In 2018, Reynolds sat for a filmed interview with filmmaker Rick Pamplin, to be used as part of a documentary about independent filmmakers and financing. (It’s a subject about which Reynolds at various points says he has no expertise, so why he agreed to it is a bit of a mystery.) What was expected to be a fifteen minute interview went on for close to an hour. A few months later, while studying lines for a role in Quentin Tarantino’s Once Upon a Time in Hollywood, Reynolds died of a heart attack.

Pamplin decided to take the footage he had and turn it into this feature film. He presents the entire 53 minute interview with no edits or cutaways. That was not a good idea. While there are bits of the dry humor that made Reynolds a star in the first place, there isn’t all that much substance to be found here. Pamplin apparently wasn’t expecting his subject to sit for as long as he did, and doesn’t have many interesting questions to ask.

It would have been more of a service to the late star, who is still widely beloved, to have trimmed his responses rather than let him ramble on. The worst moment is when Reynolds, giving an amusing assessment of his friend Charlton Heston, speaks of having been with him “the other day”: Heston died in 2008. The 82-year-old Reynolds, clearly not in the best health, can certainly be forgiven lapses like these, but it would have been better not to have presented them in the first place.

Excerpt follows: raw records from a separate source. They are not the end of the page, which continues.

//! Arena-backed mental-state store.
//!
//! Every record of one agent lives in a single arena keyed by
//! [`MentalStateId`]. Each modality keeps an ordered list of the ids it
//! holds; the order is insertion order and the last intention is the
//! current one. Removing a record purges its id from every other record's
//! subintention and on-hold lists, so links never dangle.
//!
//! Lookups use [`MentalState::equals`], which ignores strength, lifetime
//! and links.

use std::collections::BTreeMap;

use mindset_types::{AgentId, MentalState, MentalStateId, Modality};

use crate::error::CognitionError;

/// Ordered per-modality collections over one arena.
#[derive(Debug, Clone)]
pub struct MentalStateStore {
    owner: AgentId,
    records: BTreeMap<MentalStateId, MentalState>,
    order: BTreeMap<Modality, Vec<MentalStateId>>,
    next_id: Option<MentalStateId>,
}

impl MentalStateStore {
    /// Create an empty store for `owner`.
    pub const fn new(owner: AgentId) -> Self {
        Self {
            owner,
            records: BTreeMap::new(),
            order: BTreeMap::new(),
            next_id: Some(MentalStateId::FIRST),
        }
    }

    /// Resolve an id.
    pub fn get(&self, id: MentalStateId) -> Option<&MentalState> {
        self.records.get(&id)
    }

    /// Resolve an id for mutation.
    pub fn get_mut(&mut self, id: MentalStateId) -> Option<&mut MentalState> {
        self.records.get_mut(&id)
    }

    /// Ids held by `modality`, oldest first.
    pub fn ids(&self, modality: Modality) -> &[MentalStateId] {
        self.order.get(&modality).map_or(&[], Vec::as_slice)
    }

    /// Records held by `modality`, oldest first.
    pub fn iter(&self, modality: Modality) -> impl Iterator<Item = (MentalStateId, &MentalState)> {
        self.ids(modality)
            .iter()
            .filter_map(|id| self.records.get(id).map(|state| (*id, state)))
    }

    /// Number of records in `modality`.
    pub fn len(&self, modality: Modality) -> usize {
        self.ids(modality).len()
    }

    /// True if `modality` holds nothing.
    pub fn is_empty(&self, modality: Modality) -> bool {
        self.ids(modality).is_empty()
    }

    /// Most recently added record of `modality`.
    pub fn last(&self, modality: Modality) -> Option<MentalStateId> {
        self.ids(modality).last().copied()
    }

    /// True if `id` is currently listed under `modality`.
    pub fn holds(&self, modality: Modality, id: MentalStateId) -> bool {
        self.ids(modality).contains(&id)
    }

    /// First record of `modality` equal to `state`.
    pub fn find(&self, modality: Modality, state: &MentalState) -> Option<MentalStateId> {
        self.find_where(modality, |candidate| candidate.equals(state))
    }

    /// First record of `modality` satisfying `test`.
    pub fn find_where(
        &self,
        modality: Modality,
        test: impl Fn(&MentalState) -> bool,
    ) -> Option<MentalStateId> {
        self.iter(modality)
            .find(|(_, candidate)| test(candidate))
            .map(|(id, _)| id)
    }

    /// True if `modality` holds a record equal to `state`.
    pub fn contains(&self, modality: Modality, state: &MentalState) -> bool {
        self.find(modality, state).is_some()
    }

    /// Append `state` under its own modality without a duplicate check.
    pub fn insert(&mut self, state: MentalState) -> Result<MentalStateId, CognitionError> {
        let id = self
            .next_id
            .ok_or(CognitionError::ArenaExhausted { owner: self.owner })?;
        self.next_id = id.next();
        self.order.entry(state.modality).or_default().push(id);
        self.records.insert(id, state);
        Ok(id)
    }

    /// Append `state` unless an equal record is already present.
    ///
    /// Returns `Ok(None)` for a duplicate.
    pub fn add(&mut self, state: MentalState) -> Result<Option<MentalStateId>, CognitionError> {
        if self.contains(state.modality, &state) {
            return Ok(None);
        }
        self.insert(state).map(Some)
    }

    /// Remove the record `id` and purge it from every link list.
    pub fn remove_id(&mut self, id: MentalStateId) -> Option<MentalState> {
        let removed = self.records.remove(&id)?;
        if let Some(ids) = self.order.get_mut(&removed.modality) {
            ids.retain(|held| *held != id);
        }
        self.purge_links(id);
        Some(removed)
    }

    /// Remove the first record of `modality` equal to `state`.
    pub fn remove(&mut self, modality: Modality, state: &MentalState) -> Option<MentalState> {
        let id = self.find(modality, state)?;
        self.remove_id(id)
    }

    /// Remove every record of `modality` satisfying `test`.
    pub fn remove_where(
        &mut self,
        modality: Modality,
        test: impl Fn(&MentalState) -> bool,
    ) -> Vec<MentalState> {
        let doomed: Vec<MentalStateId> = self
            .iter(modality)
            .filter(|(_, state)| test(state))
            .map(|(id, _)| id)
            .collect();
        doomed
            .into_iter()
            .filter_map(|id| self.remove_id(id))
            .collect()
    }

    /// Remove every record of `modality`.
    pub fn clear(&mut self, modality: Modality) {
        let ids: Vec<MentalStateId> = self.ids(modality).to_vec();
        for id in ids {
            self.remove_id(id);
        }
    }

    /// Drop `id` from the subintention and on-hold lists of every record.
    fn purge_links(&mut self, id: MentalStateId) {
        for record in self.records.values_mut() {
            record.subintentions.retain(|link| *link != id);
            if let Some(hold) = record.on_hold_until.as_mut() {
                hold.retain(|link| *link != id);
            }
            if record.super_intention == Some(id) {
                record.super_intention = None;
            }
        }
    }

    /// Drop from intention link lists every entry whose record equals `state`.
    ///
    /// The referenced records themselves stay in their stores.
    pub fn unlink_matching(&mut self, state: &MentalState) {
        let matching: Vec<MentalStateId> = self
            .records
            .iter()
            .filter(|(_, record)| record.equals(state))
            .map(|(id, _)| *id)
            .collect();
        if matching.is_empty() {
            return;
        }
        let intentions: Vec<MentalStateId> = self.ids(Modality::Intention).to_vec();
        for id in intentions {
            if let Some(intention) = self.records.get_mut(&id) {
                if intention.predicate().is_none() {
                    continue;
                }
                intention.subintentions.retain(|link| !matching.contains(link));
                if let Some(hold) = intention.on_hold_until.as_mut() {
                    hold.retain(|link| !matching.contains(link));
                }
            }
        }
    }

    /// Decrement every finite positive lifetime in `modality` by one and
    /// return the ids that have reached zero.
    pub fn age(&mut self, modality: Modality) -> Vec<MentalStateId> {
        let ids: Vec<MentalStateId> = self.ids(modality).to_vec();
        let mut expired = Vec::new();
        for id in ids {
            if let Some(record) = self.records.get_mut(&id) {
                if let Some(remaining) = record.lifetime {
                    let remaining = remaining.saturating_sub(1);
                    record.lifetime = Some(remaining);
                    if remaining == 0 {
                        expired.push(id);
                    }
                }
            }
        }
        expired
    }

    /// Clone the records of `modality`, oldest first.
    pub fn snapshot(&self, modality: Modality) -> Vec<MentalState> {
        self.iter(modality).map(|(_, state)| state.clone()).collect()
    }
}

#[cfg(test)]
#[allow(clippy::unwrap_used)]
mod tests {
    use mindset_types::Predicate;

    use super::*;

    fn store() -> MentalStateStore {
        MentalStateStore::new(AgentId::new())
    }

    #[test]
    fn add_rejects_duplicates() {
        let mut store = store();
        let first = store.add(MentalState::belief(Predicate::new("water")));
        assert!(matches!(first, Ok(Some(_))));
        let again = store.add(MentalState::belief(Predicate::new("water")).with_strength(0.3));
        assert!(matches!(again, Ok(None)));
        assert_eq!(store.len(Modality::Belief), 1);
    }

    #[test]
    fn modalities_are_separate() {
        let mut store = store();
        store.add(MentalState::belief(Predicate::new("water"))).unwrap();
        store.add(MentalState::desire(Predicate::new("water"))).unwrap();
        assert_eq!(store.len(Modality::Belief), 1);
        assert_eq!(store.len(Modality::Desire), 1);
        assert!(store.is_empty(Modality::Intention));
    }

    #[test]
    fn remove_purges_links() {
        let mut store = store();
        let sub = store
            .add(MentalState::desire(Predicate::new("food")))
            .unwrap()
            .unwrap();
        let mut intention = MentalState::about(Modality::Intention, Predicate::new("eat"));
        intention.subintentions.push(sub);
        intention.on_hold_until = Some(vec![sub]);
        let intention_id = store.add(intention).unwrap().unwrap();

        assert!(store.remove_id(sub).is_some());
        let intention = store.get(intention_id).unwrap();
        assert!(intention.subintentions.is_empty());
        assert_eq!(intention.on_hold_until.as_deref(), Some(&[][..]));
    }

    #[test]
    fn remove_absent_is_none() {
        let mut store = store();
        let state = MentalState::belief(Predicate::new("water"));
        assert!(store.remove(Modality::Belief, &state).is_none());
        assert!(store.remove(Modality::Belief, &state).is_none());
    }

    #[test]
    fn aging_expires_at_zero_and_spares_infinite() {
        let mut store = store();
        let short = store
            .add(MentalState::belief(Predicate::new("a")).with_lifetime(1))
            .unwrap()
            .unwrap();
        let zero = store
            .add(MentalState::belief(Predicate::new("b")).with_lifetime(0))
            .unwrap()
            .unwrap();
        store.add(MentalState::belief(Predicate::new("c"))).unwrap();

        let expired = store.age(Modality::Belief);
        assert_eq!(expired, vec![short, zero]);
        assert_eq!(store.len(Modality::Belief), 3);
    }

    #[test]
    fn unlink_matching_keeps_records() {
        let mut store = store();
        let sub = store
            .add(MentalState::desire(Predicate::new("food")))
            .unwrap()
            .unwrap();
        let mut intention = MentalState::about(Modality::Intention, Predicate::new("eat"));
        intention.on_hold_until = Some(vec![sub]);
        let intention_id = store.add(intention).unwrap().unwrap();

        store.unlink_matching(&MentalState::belief(Predicate::new("food")));
        assert!(store.holds(Modality::Desire, sub));
        let hold = store.get(intention_id).unwrap().on_hold_until.clone();
        assert_eq!(hold, Some(Vec::new()));
    }

    #[test]
    fn last_tracks_insertion_order() {
        let mut store = store();
        store
            .add(MentalState::about(Modality::Intention, Predicate::new("a")))
            .unwrap();
        let b = store
            .add(MentalState::about(Modality::Intention, Predicate::new("b")))
            .unwrap()
            .unwrap();
        assert_eq!(store.last(Modality::Intention), Some(b));
    }
}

Nearly half of the feature’s 100 minute running time is padded out with tributes from people who worked with Reynolds at his Florida dinner theater, which also functioned as a school for young actors. These are undeniably heartfelt and open up a side of the star’s career that many may not have known about, but they go on for far too long. Similarly, a conversation with Quentin Tarantino about Reynolds is little more than a good DVD bonus feature.